Post date: 21/01/2013 | Time to read article: 2 mins

The information within this article was correct at the time of publishing. Last updated 14/11/2018

Mr Y was a 21-year-old unemployed man who lived with his mother. He was a heroin addict and in the last few months, he had started injecting into his groin. Each day he was spending about £40 on heroin and cocaine and had recently served a prison sentence for burglary to fund his habit.

Mr Y was well-known at the practice as he had attended since his childhood. The practice had supported him and his mother with some behavioural problems at school and with issues around domestic violence before his father had left home. His mother had schizophrenia and was also a regular attender at the practice.

Both Mr Y and his mother had been the subject of discussion as practice staff were finding them increasingly difficult to manage. Lately, they had both been regularly missing appointments and were rude to staff. Mr Y frequently requested appointments for minor ailments, such as aches, pains and colds, yet upon attending he asked for methadone or pethidine. His behaviour was rather manipulative and consultations were often challenging.

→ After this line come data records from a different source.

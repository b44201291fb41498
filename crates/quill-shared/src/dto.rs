//! Data Transfer Objects - request/response types for the API.
//!
//! Post and author payloads keep the field names the browser client reads
//! (`_id`, `createdAt`, `author.username`, `cover`).

use chrono::{DateTime, Utc};
use serde::{Deserialize, Serialize};
use uuid::Uuid;

/// Request to register a new user.
#[derive(Debug, Clone, Serialize, Deserialize)]
pub struct RegisterUserRequest {
    pub username: String,
    pub password: String,
}

/// Request to login.
#[derive(Debug, Clone, Serialize, Deserialize)]
pub struct LoginRequest {
    pub username: String,
    pub password: String,
}

/// A registered user's public information.
#[derive(Debug, Clone, Serialize, Deserialize)]
#[serde(rename_all = "camelCase")]
pub struct UserResponse {
    pub id: Uuid,
    pub username: String,
    pub created_at: DateTime<Utc>,
}

/// Body returned by a successful login; the token itself travels in a cookie.
#[derive(Debug, Clone, Serialize, Deserialize)]
pub struct SessionResponse {
    pub id: Uuid,
    pub username: String,
}

/// The identity carried by the caller's token.
#[derive(Debug, Clone, Serialize, Deserialize)]
pub struct ProfileResponse {
    pub id: Uuid,
    pub username: String,
    pub iat: i64,
    pub exp: i64,
}

/// Author reference embedded in a post.
#[derive(Debug, Clone, Serialize, Deserialize)]
pub struct AuthorResponse {
    #[serde(rename = "_id")]
    pub id: Uuid,
    pub username: String,
}

/// A post as returned by the API.
#[derive(Debug, Clone, Serialize, Deserialize)]
#[serde(rename_all = "camelCase")]
pub struct PostResponse {
    #[serde(rename = "_id")]
    pub id: Uuid,
    pub title: String,
    pub summary: String,
    pub content: String,
    pub cover: Option<String>,
    pub author: Option<AuthorResponse>,
    pub created_at: DateTime<Utc>,
    pub updated_at: DateTime<Utc>,
}
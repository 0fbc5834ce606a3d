//! Parsing of SSD `DetectionOutput` tensors.
//!
//! The tensor has shape `[1, 1, N, 7]`, every row being
//! `[image_id, label, confidence, x_min, y_min, x_max, y_max]` with coordinates normalized to the
//! image size. A negative `image_id` terminates the list of valid rows.
use anyhow::{bail, Result};
use ndarray::{ArrayViewD, Axis};

/// Bounding box with corners normalized to `[0, 1]`.
#[derive(Clone, Copy, Debug, PartialEq)]
pub struct BBox {
    pub x_min: f32,
    pub y_min: f32,
    pub x_max: f32,
    pub y_max: f32,
}

impl BBox {
    /// Scale to pixel coordinates `(x_min, y_min, x_max, y_max)` of a `width` x `height` frame.
    pub fn to_pixels(&self, width: u32, height: u32) -> (i32, i32, i32, i32) {
        let (width, height) = (width as f32, height as f32);
        let scale = |v: f32, size: f32| (v.clamp(0.0, 1.0) * size) as i32;

        (
            scale(self.x_min, width),
            scale(self.y_min, height),
            scale(self.x_max, width),
            scale(self.y_max, height),
        )
    }
}

#[derive(Clone, Copy, Debug, PartialEq)]
pub struct Detection {
    pub label: u32,
    pub confidence: f32,
    pub bbox: BBox,
}

/// Extract all detections more confident than `threshold`, optionally only of class `class_id`.
pub fn parse_detections(
    output: ArrayViewD<f32>,
    threshold: f32,
    class_id: Option<u32>,
) -> Result<Vec<Detection>> {
    if output.ndim() == 0 || output.shape()[output.ndim() - 1] != 7 {
        bail!(
            "expected detection rows of 7 values, got output of shape {:?}",
            output.shape()
        );
    }

    let num_rows = output.len() / 7;
    let rows = output.into_shape((num_rows, 7))?;

    let detections = rows
        .axis_iter(Axis(0))
        .take_while(|row| row[0] >= 0.0)
        .filter(|row| row[2] > threshold)
        .map(|row| Detection {
            label: row[1] as u32,
            confidence: row[2],
            bbox: BBox {
                x_min: row[3],
                y_min: row[4],
                x_max: row[5],
                y_max: row[6],
            },
        })
        .filter(|detection| class_id.map_or(true, |id| detection.label == id))
        .collect();

    Ok(detections)
}

#[cfg(test)]
mod tests {
    use super::*;
    use ndarray::Array4;

    fn output(rows: &[[f32; 7]]) -> Array4<f32> {
        let flat: Vec<f32> = rows.iter().flatten().copied().collect();
        Array4::from_shape_vec((1, 1, rows.len(), 7), flat).unwrap()
    }

    #[test]
    fn test_threshold_is_exclusive() {
        let out = output(&[
            [0.0, 1.0, 0.9, 0.1, 0.1, 0.2, 0.4],
            [0.0, 1.0, 0.5, 0.5, 0.5, 0.6, 0.9],
            [0.0, 1.0, 0.2, 0.5, 0.5, 0.6, 0.9],
        ]);

        let detections = parse_detections(out.view().into_dyn(), 0.5, None).unwrap();
        assert_eq!(detections.len(), 1);
        assert_eq!(detections[0].confidence, 0.9);
        assert_eq!(detections[0].bbox.y_max, 0.4);
    }

    #[test]
    fn test_stops_at_end_marker() {
        let out = output(&[
            [0.0, 1.0, 0.9, 0.1, 0.1, 0.2, 0.4],
            [-1.0, 0.0, 0.0, 0.0, 0.0, 0.0, 0.0],
            [0.0, 1.0, 0.9, 0.5, 0.5, 0.6, 0.9],
        ]);

        let detections = parse_detections(out.view().into_dyn(), 0.5, None).unwrap();
        assert_eq!(detections.len(), 1);
    }

    #[test]
    fn test_class_filter() {
        let out = output(&[
            [0.0, 15.0, 0.9, 0.1, 0.1, 0.2, 0.4],
            [0.0, 7.0, 0.8, 0.5, 0.5, 0.6, 0.9],
        ]);

        let people = parse_detections(out.view().into_dyn(), 0.5, Some(15)).unwrap();
        assert_eq!(people.len(), 1);
        assert_eq!(people[0].label, 15);

        let all = parse_detections(out.view().into_dyn(), 0.5, None).unwrap();
        assert_eq!(all.len(), 2);
    }

    #[test]
    fn test_wrong_row_width() {
        let out = ndarray::Array2::<f32>::zeros((3, 5));
        assert!(parse_detections(out.view().into_dyn(), 0.5, None).is_err());
    }

    #[test]
    fn test_to_pixels_truncates_and_clamps() {
        let bbox = BBox {
            x_min: -0.1,
            y_min: 0.25,
            x_max: 0.999,
            y_max: 1.5,
        };

        assert_eq!(bbox.to_pixels(768, 432), (0, 108, 767, 432));
    }
}
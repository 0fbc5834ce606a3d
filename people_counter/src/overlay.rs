//! Annotation of frames with detections and stats.
use std::{path::Path, time::Duration};

use anyhow::{Context, Result};
use image::{Rgb, RgbImage};
use imageproc::{
    drawing::{draw_hollow_rect_mut, draw_text_mut},
    rect::Rect,
};
use rusttype::{Font, Scale};

use crate::ssd::Detection;

const GREEN: Rgb<u8> = Rgb([0, 255, 0]);
const TEXT_SCALE: Scale = Scale { x: 16.0, y: 16.0 };
const TEXT_X: i32 = 20;
// Baselines of the count and latency lines
const COUNT_BASELINE: i32 = 25;
const LATENCY_BASELINE: i32 = 50;

fn top_from_baseline(baseline: i32, ascent: f32) -> i32 {
    baseline - ascent.round() as i32
}

pub struct Overlay {
    font: Option<Font<'static>>,
}

impl Overlay {
    /// Create an overlay, text is only drawn when the font at `font_path` can be loaded.
    pub fn new(font_path: &Path) -> Self {
        match load_font(font_path) {
            Ok(font) => Self { font: Some(font) },
            Err(err) => {
                log::warn!("No text overlay: {err:#}");
                Self::without_text()
            }
        }
    }

    pub fn without_text() -> Self {
        Self { font: None }
    }

    /// Draw bounding boxes, the person count and the inference time onto the frame.
    pub fn annotate(
        &self,
        frame: &mut RgbImage,
        detections: &[Detection],
        inference_time: Duration,
    ) {
        let (width, height) = frame.dimensions();

        for detection in detections {
            // Coordinate frame basis is on the top left corner
            let (x_min, y_min, x_max, y_max) = detection.bbox.to_pixels(width, height);
            let rect = Rect::at(x_min, y_min).of_size(
                (x_max - x_min).max(1) as u32,
                (y_max - y_min).max(1) as u32,
            );
            draw_hollow_rect_mut(frame, rect, GREEN);
        }

        if let Some(font) = &self.font {
            // imageproc positions text by its top edge
            let ascent = font.v_metrics(TEXT_SCALE).ascent;
            draw_text_mut(
                frame,
                GREEN,
                TEXT_X,
                top_from_baseline(COUNT_BASELINE, ascent),
                TEXT_SCALE,
                font,
                &format!("Current count number {}", detections.len()),
            );
            draw_text_mut(
                frame,
                GREEN,
                TEXT_X,
                top_from_baseline(LATENCY_BASELINE, ascent),
                TEXT_SCALE,
                font,
                &format!(
                    "Inference time: {:.3}ms",
                    inference_time.as_secs_f64() * 1000.0
                ),
            );
        }
    }
}

fn load_font(path: &Path) -> Result<Font<'static>> {
    let font_data = std::fs::read(path)
        .with_context(|| format!("failed to read font {}", path.display()))?;
    Font::try_from_vec(font_data).with_context(|| format!("invalid font {}", path.display()))
}

#[cfg(test)]
mod tests {
    use super::*;
    use crate::ssd::BBox;

    #[test]
    fn test_draws_box_outline() {
        let mut frame = RgbImage::new(100, 50);
        let detection = Detection {
            label: 1,
            confidence: 0.9,
            bbox: BBox {
                x_min: 0.1,
                y_min: 0.2,
                x_max: 0.5,
                y_max: 0.8,
            },
        };

        Overlay::without_text().annotate(&mut frame, &[detection], Duration::from_millis(3));

        assert_eq!(*frame.get_pixel(10, 10), GREEN);
        assert_eq!(*frame.get_pixel(49, 39), GREEN);
        assert_eq!(*frame.get_pixel(30, 25), Rgb([0, 0, 0]));
    }

    #[test]
    fn test_degenerate_box_does_not_panic() {
        let mut frame = RgbImage::new(10, 10);
        let detection = Detection {
            label: 1,
            confidence: 0.9,
            bbox: BBox {
                x_min: 0.5,
                y_min: 0.5,
                x_max: 0.5,
                y_max: 0.2,
            },
        };

        Overlay::without_text().annotate(&mut frame, &[detection], Duration::ZERO);
        assert_eq!(*frame.get_pixel(5, 5), GREEN);
    }

    #[test]
    fn test_text_sits_on_baseline() {
        assert_eq!(top_from_baseline(COUNT_BASELINE, 12.4), 13);
        assert_eq!(top_from_baseline(LATENCY_BASELINE, 12.6), 37);
    }

    #[test]
    fn test_text_drawn_above_baseline_if_font_available() {
        let font_path = Path::new("/usr/share/fonts/truetype/dejavu/DejaVuSansMono.ttf");
        let overlay = Overlay::new(font_path);
        if overlay.font.is_none() {
            println!("Skipping, no font at {}", font_path.display());
            return;
        }

        let mut frame = RgbImage::new(320, 60);
        overlay.annotate(&mut frame, &[], Duration::from_millis(12));

        let text_rows: Vec<u32> = (0..frame.height())
            .filter(|y| (0..frame.width()).any(|x| frame.get_pixel(x, *y)[1] > 0))
            .collect();
        assert!(!text_rows.is_empty());
        // Text stays between the top margin and just below the second baseline
        assert!(text_rows.iter().any(|y| *y < COUNT_BASELINE as u32));
        assert!(text_rows.iter().all(|y| *y < LATENCY_BASELINE as u32 + 6));
        assert!(text_rows.iter().all(|y| *y >= 5));
    }

    #[test]
    fn test_missing_font_disables_text() {
        let overlay = Overlay::new(Path::new("no/such/font.ttf"));
        assert!(overlay.font.is_none());
    }
}
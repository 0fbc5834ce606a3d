//! Command line configuration.
//!
use std::{ffi::OsString, path::PathBuf, str::FromStr};

use anyhow::{bail, Context};
use clap::{Parser, ValueEnum};

#[derive(Parser, Debug)]
#[clap(author, version, about = "Count people crossing a video frame")]
pub struct Args {
    /// Path to an ONNX file with a trained SSD model
    #[clap(short, long)]
    pub model: PathBuf,

    /// Path to image or video file, or `CAM` for the camera
    #[clap(short, long)]
    pub input: String,

    /// Custom kernel library for the CPU device
    #[clap(short = 'l', long, alias = "cpu_extension")]
    pub cpu_extension: Option<PathBuf>,

    /// Target device to infer on
    #[clap(short, long, default_value = "CPU")]
    pub device: String,

    /// Probability threshold for detections filtering
    #[clap(short = 'p', long, default_value_t = 0.5, aliases = ["pt", "prob_threshold"])]
    pub prob_threshold: f32,

    /// Only count detections with this class label
    #[clap(long)]
    pub class_id: Option<u32>,

    /// Network input size as WIDTHxHEIGHT
    #[clap(long, default_value = "300x300")]
    pub input_size: InputSize,

    /// Memory layout of the network input
    #[clap(long, value_enum, default_value_t = Layout::Nchw)]
    pub input_layout: Layout,

    /// Element type of the network input
    #[clap(long, value_enum, default_value_t = InputType::F32)]
    pub input_type: InputType,

    /// Channel order fed to the network
    #[clap(long, value_enum, default_value_t = ChannelOrder::Bgr)]
    pub channel_order: ChannelOrder,

    /// Subtracted from every f32 input value
    #[clap(long, default_value_t = 0.0)]
    pub mean: f32,

    /// Multiplied with every f32 input value after mean subtraction
    #[clap(long, default_value_t = 1.0)]
    pub scale: f32,

    /// Number of asynchronous inference requests
    #[clap(long, default_value_t = 1, value_parser = clap::value_parser!(u32).range(1..))]
    pub num_requests: u32,

    /// Video device used when the input is `CAM`
    #[clap(long, default_value = "/dev/video0")]
    pub camera_device: String,

    /// Host of the MQTT broker
    #[clap(long, env = "MQTT_HOST", default_value = "localhost")]
    pub mqtt_host: String,

    /// Port of the MQTT broker
    #[clap(long, env = "MQTT_PORT", default_value_t = 3001)]
    pub mqtt_port: u16,

    /// MQTT keep-alive interval in seconds
    #[clap(long, default_value_t = 60, value_parser = clap::value_parser!(u64).range(5..))]
    pub mqtt_keepalive: u64,

    /// Pixel format of the raw frames written to stdout
    #[clap(long, value_enum, default_value_t = RawFormat::Bgr24)]
    pub raw_format: RawFormat,

    /// Do not write raw frames to stdout
    #[clap(long)]
    pub no_video_out: bool,

    /// Output file in single image mode
    #[clap(long, default_value = "output_image.jpg")]
    pub output_image: PathBuf,

    /// TrueType font for the text overlay
    #[clap(long, default_value = "/usr/share/fonts/truetype/dejavu/DejaVuSansMono.ttf")]
    pub font: PathBuf,
}

impl Args {
    /// Parse a command line that may use the two letter `-pt` flag.
    pub fn parse_cli<I, T>(args: I) -> Self
    where
        I: IntoIterator<Item = T>,
        T: Into<OsString>,
    {
        Self::parse_from(expand_pt_flag(args))
    }

    pub fn try_parse_cli<I, T>(args: I) -> Result<Self, clap::Error>
    where
        I: IntoIterator<Item = T>,
        T: Into<OsString>,
    {
        Self::try_parse_from(expand_pt_flag(args))
    }
}

/// clap reads `-pt` as `-p t`, so rewrite it to its long alias `--pt`.
fn expand_pt_flag<I, T>(args: I) -> Vec<OsString>
where
    I: IntoIterator<Item = T>,
    T: Into<OsString>,
{
    args.into_iter()
        .map(Into::into)
        .map(|arg| match arg.to_str() {
            Some("-pt") => OsString::from("--pt"),
            Some(flag) if flag.starts_with("-pt=") => OsString::from(format!("-{flag}")),
            _ => arg,
        })
        .collect()
}

/// Network input size in pixels.
#[derive(Clone, Copy, Debug, Eq, PartialEq)]
pub struct InputSize {
    pub width: u32,
    pub height: u32,
}

impl FromStr for InputSize {
    type Err = anyhow::Error;

    fn from_str(s: &str) -> Result<Self, Self::Err> {
        let (width, height) = s
            .split_once(['x', 'X'])
            .with_context(|| format!("expected WIDTHxHEIGHT, got {s:?}"))?;
        let width: u32 = width.trim().parse().context("invalid width")?;
        let height: u32 = height.trim().parse().context("invalid height")?;
        if width == 0 || height == 0 {
            bail!("input size must not be empty, got {s:?}");
        }

        Ok(Self { width, height })
    }
}

#[derive(Clone, Copy, Debug, Eq, PartialEq, ValueEnum)]
pub enum Layout {
    Nchw,
    Nhwc,
}

#[derive(Clone, Copy, Debug, Eq, PartialEq, ValueEnum)]
pub enum InputType {
    F32,
    U8,
}

#[derive(Clone, Copy, Debug, Eq, PartialEq, ValueEnum)]
pub enum ChannelOrder {
    Rgb,
    Bgr,
}

#[derive(Clone, Copy, Debug, Eq, PartialEq, ValueEnum)]
pub enum RawFormat {
    Rgb24,
    Bgr24,
}
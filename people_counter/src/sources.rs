//! Frame sources: single images, V4L2 cameras and video files.
//!
use std::path::{Path, PathBuf};

use anyhow::{bail, Context, Result};
use image::RgbImage;
use opencv::{
    core::{Mat, CV_8UC3},
    imgproc,
    prelude::*,
    videoio::{self, VideoCapture},
};
use rscam::{Camera, Config};
use simple_error::simple_error;

use crate::Error;

/// What kind of input the `--input` argument refers to.
#[derive(Clone, Debug, Eq, PartialEq)]
pub enum InputKind {
    Image(PathBuf),
    Camera,
    Video(PathBuf),
}

impl InputKind {
    pub fn classify(input: &str) -> Result<Self> {
        if input == "CAM" {
            return Ok(InputKind::Camera);
        }

        let path = PathBuf::from(input);
        let is_image = path
            .extension()
            .and_then(|ext| ext.to_str())
            .map(|ext| {
                ["jpg", "jpeg", "bmp", "png"]
                    .iter()
                    .any(|known| ext.eq_ignore_ascii_case(known))
            })
            .unwrap_or(false);

        if is_image {
            return Ok(InputKind::Image(path));
        }

        if !path.is_file() {
            bail!("Specified input file doesn't exist: {input}");
        }
        Ok(InputKind::Video(path))
    }

    pub fn is_single_image(&self) -> bool {
        matches!(self, InputKind::Image(_))
    }
}

/// Blocking source of RGB frames.
pub trait FrameSource {
    /// Width and height of the produced frames.
    fn dimensions(&self) -> (u32, u32);

    /// Read the next frame, `None` at the end of the stream.
    fn next_frame(&mut self) -> Result<Option<RgbImage>>;
}

/// Open the source for an input.
pub fn open_source(kind: &InputKind, camera_device: &str) -> Result<Box<dyn FrameSource>> {
    Ok(match kind {
        InputKind::Image(path) => Box::new(ImageSource::open(path)?),
        InputKind::Camera => Box::new(
            CameraSource::open(camera_device, "MJPG", None, None)
                .map_err(|err| anyhow::anyhow!(err))
                .with_context(|| format!("Unable to open camera {camera_device}"))?,
        ),
        InputKind::Video(path) => Box::new(VideoSource::open(path)?),
    })
}

/// Yields one image, then ends.
pub struct ImageSource {
    image: Option<RgbImage>,
    dimensions: (u32, u32),
}

impl ImageSource {
    pub fn open(path: &Path) -> Result<Self> {
        let image = image::open(path)
            .with_context(|| format!("Unable to open image {}", path.display()))?
            .to_rgb8();
        Ok(Self::from_image(image))
    }

    pub fn from_image(image: RgbImage) -> Self {
        Self {
            dimensions: image.dimensions(),
            image: Some(image),
        }
    }
}

impl FrameSource for ImageSource {
    fn dimensions(&self) -> (u32, u32) {
        self.dimensions
    }

    fn next_frame(&mut self) -> Result<Option<RgbImage>> {
        Ok(self.image.take())
    }
}

/// Initialized camera delivering JPEG frames.
pub struct CameraSource {
    cam: Camera,
    resolution: (u32, u32),
}

impl CameraSource {
    /// Start capturing on a video device of a Linux machine.
    pub fn open(
        device_name: &str,
        format: &str,
        resolution: Option<(u32, u32)>,
        frame_rate: Option<(u32, u32)>,
    ) -> Result<Self, Error> {
        let mut cam = Camera::new(device_name)?;
        log_supported_formats(&cam, format);
        let format = format.as_bytes();

        log::info!("Using camera {}", device_name);

        let resolution = resolution
            .map(Ok)
            .unwrap_or_else(|| get_max_resolution(&cam, format))?;

        let frame_rate = frame_rate
            .map(Ok)
            .unwrap_or_else(|| get_max_frame_rate(&cam, format, resolution))?;

        cam.start(&Config {
            interval: frame_rate,
            resolution,
            format,
            ..Default::default()
        })?;

        Ok(Self { cam, resolution })
    }
}

impl FrameSource for CameraSource {
    fn dimensions(&self) -> (u32, u32) {
        self.resolution
    }

    fn next_frame(&mut self) -> Result<Option<RgbImage>> {
        let frame = self.cam.capture().context("Error capturing frame")?;
        let image: RgbImage =
            turbojpeg::decompress_image(&frame[..]).context("failed to decompress frame")?;
        Ok(Some(image))
    }
}

/// Video file decoded with OpenCV.
///
/// The first frame is decoded on open, so the reported dimensions are those of the frames as
/// delivered, after any rotation stored in the container.
pub struct VideoSource {
    capture: VideoCapture,
    first: Option<RgbImage>,
    dimensions: (u32, u32),
}

impl VideoSource {
    pub fn open(path: &Path) -> Result<Self> {
        let name = path
            .to_str()
            .with_context(|| format!("video path is not UTF-8: {}", path.display()))?;
        let mut capture = VideoCapture::from_file(name, videoio::CAP_ANY)
            .with_context(|| format!("Unable to open video {}", path.display()))?;
        if !capture.is_opened()? {
            bail!("Unable to open video {}", path.display());
        }

        let first = read_frame(&mut capture)?
            .with_context(|| format!("video {} has no frames", path.display()))?;
        let dimensions = first.dimensions();
        log::info!(
            "Decoding {} with {}x{} frames",
            path.display(),
            dimensions.0,
            dimensions.1
        );

        Ok(Self {
            capture,
            first: Some(first),
            dimensions,
        })
    }
}

impl FrameSource for VideoSource {
    fn dimensions(&self) -> (u32, u32) {
        self.dimensions
    }

    fn next_frame(&mut self) -> Result<Option<RgbImage>> {
        if let Some(first) = self.first.take() {
            return Ok(Some(first));
        }

        let frame = read_frame(&mut self.capture)?;
        if let Some(frame) = &frame {
            if frame.dimensions() != self.dimensions {
                bail!(
                    "frame size changed from {:?} to {:?}",
                    self.dimensions,
                    frame.dimensions()
                );
            }
        }
        Ok(frame)
    }
}

/// Read the next frame, `None` at the end of the video.
fn read_frame(capture: &mut VideoCapture) -> Result<Option<RgbImage>> {
    let mut bgr = Mat::default();
    if !capture.read(&mut bgr)? || bgr.rows() == 0 {
        return Ok(None);
    }

    mat_to_rgb(&bgr).map(Some)
}

/// Convert an 8 bit BGR frame into an `RgbImage` of the same size.
fn mat_to_rgb(bgr: &Mat) -> Result<RgbImage> {
    if bgr.typ() != CV_8UC3 {
        bail!("unsupported frame type {}, expected 8 bit BGR", bgr.typ());
    }

    let mut rgb = Mat::default();
    imgproc::cvt_color_def(bgr, &mut rgb, imgproc::COLOR_BGR2RGB)?;

    let width = u32::try_from(rgb.cols())?;
    let height = u32::try_from(rgb.rows())?;
    RgbImage::from_raw(width, height, rgb.data_bytes()?.to_vec())
        .context("frame buffer does not match frame size")
}

/// Get the maximum supported resolution for the given format.
fn get_max_resolution(cam: &Camera, format: &[u8]) -> Result<(u32, u32), Error> {
    let resolution_info = cam.resolutions(format)?;
    log::debug!("Found resolutions: {:?}", &resolution_info);
    match resolution_info {
        rscam::ResolutionInfo::Discretes(resolutions) => resolutions
            .iter()
            // Map to iterator over ((width, height) num_pixels)
            .map(|res| (res, res.0 * res.1))
            // Get the highest resolution in terms of number of pixels
            .max_by(|a, b| a.1.cmp(&b.1))
            // Extract width and height values
            .map(|res| *res.0),
        rscam::ResolutionInfo::Stepwise { max, .. } => Some(max),
    }
    .ok_or_else(|| simple_error!("No resolution found").into())
}

/// Get the maximum supported frame rate for the given format and resolution.
fn get_max_frame_rate(
    cam: &Camera,
    format: &[u8],
    resolution: (u32, u32),
) -> Result<(u32, u32), Error> {
    let interval_info = cam.intervals(format, resolution)?;
    log::debug!("Found frame rates: {:?}", &interval_info);
    match interval_info {
        rscam::IntervalInfo::Discretes(intervals) => intervals
            .iter()
            // Intervals are (numerator, denominator) in seconds, the shortest gives the most fps
            .map(|&(numerator, denominator)| {
                ((numerator, denominator), denominator as f32 / numerator as f32)
            })
            .max_by(|a, b| a.1.total_cmp(&b.1))
            .map(|(interval, _)| interval),
        rscam::IntervalInfo::Stepwise { min, .. } => Some(min),
    }
    .ok_or_else(|| simple_error!("No frame rate found").into())
}

fn log_supported_formats(cam: &Camera, format: &str) {
    let formats: Vec<_> = cam.formats().filter_map(|fmt| fmt.ok()).collect();
    log::debug!(
        "Supported formats: {:?}, using format {:?}",
        formats,
        format
    );
}
//! Common code shared between the `people_counter` publisher and the stats monitor.
pub mod protocol;

/// Error type.
pub type Error = Box<dyn std::error::Error>;
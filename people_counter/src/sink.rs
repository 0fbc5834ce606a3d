//! Output of annotated frames as raw video.
use anyhow::Result;
use image::RgbImage;
use tokio::io::{AsyncWrite, AsyncWriteExt};

use crate::config::RawFormat;

/// Writes frames as raw, tightly packed pixels, e.g. for `ffmpeg -f rawvideo -i -`.
pub struct FrameWriter<W> {
    writer: W,
    format: RawFormat,
    buf: Vec<u8>,
}

impl<W: AsyncWrite + Unpin> FrameWriter<W> {
    pub fn new(writer: W, format: RawFormat) -> Self {
        Self {
            writer,
            format,
            buf: Vec::new(),
        }
    }

    pub async fn write_frame(&mut self, frame: &RgbImage) -> Result<()> {
        match self.format {
            RawFormat::Rgb24 => self.writer.write_all(frame.as_raw()).await?,
            RawFormat::Bgr24 => {
                self.buf.clear();
                self.buf.reserve(frame.as_raw().len());
                for pixel in frame.pixels() {
                    let [r, g, b] = pixel.0;
                    self.buf.extend_from_slice(&[b, g, r]);
                }
                self.writer.write_all(&self.buf).await?;
            }
        }
        self.writer.flush().await?;

        Ok(())
    }

    pub fn into_inner(self) -> W {
        self.writer
    }
}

During one month, Mr Y attended several times complaining of back pain and feeling unwell with flu-like symptoms. Dr S and his partners saw him and documented their history and examination. It was recorded that he was suffering with severe back pain and feeling “hot and cold”. His temperature had been recorded as 38.9 degrees. Notes also stated that he had symptoms of severe constipation and difficulty passing urine. A blood test had been arranged, which showed a significantly raised ESR and white cell count – the results were not acted upon.

Mr Y began to feel worse and was struggling to get out of bed due to the severity of his back pain. His mother attended the surgery on her son’s behalf to ask for a home visit, but one of the receptionists refused the request and asked that the patient attend surgery. She mentioned later that Dr S had said previously that “he couldn’t do any more for the family” and that she was trying to help.

The next day Mr Y felt very weak. He tried to get out of bed and collapsed. His mother called an ambulance and he was rushed to hospital. He was diagnosed with endocarditis and discitis. Despite intravenous antibiotics he died of overwhelming sepsis. His mother was devastated and made a claim against Dr S’s surgery. The case could not be defended and was settled for a moderate amount.

Learning points:

  • Frequent attenders can and do have serious illnesses; doctors must not let an element of “crying wolf” blind their judgment. It is important to keep this awareness and objectivity when seeing patients. 
  • When investigations are requested it is important to have a system in place to ensure they are acted upon if necessary.
  • Effective triage is an integral part of general practice and is better based on clinical need rather than catering to the most persuasive or demanding patients. An effective triage system could help direct patients to the most appropriate appointment at the most appropriate time, and identify patients who have an immediate medical need.
  • The management of patients who are drug users raises issues that may need discussing within the practice to offer better care. For example, there should be an awareness of the guidelines to support patients with addiction including where and how to refer patients for support and/or detoxification, and offer "shared care" for the management of drug misuse.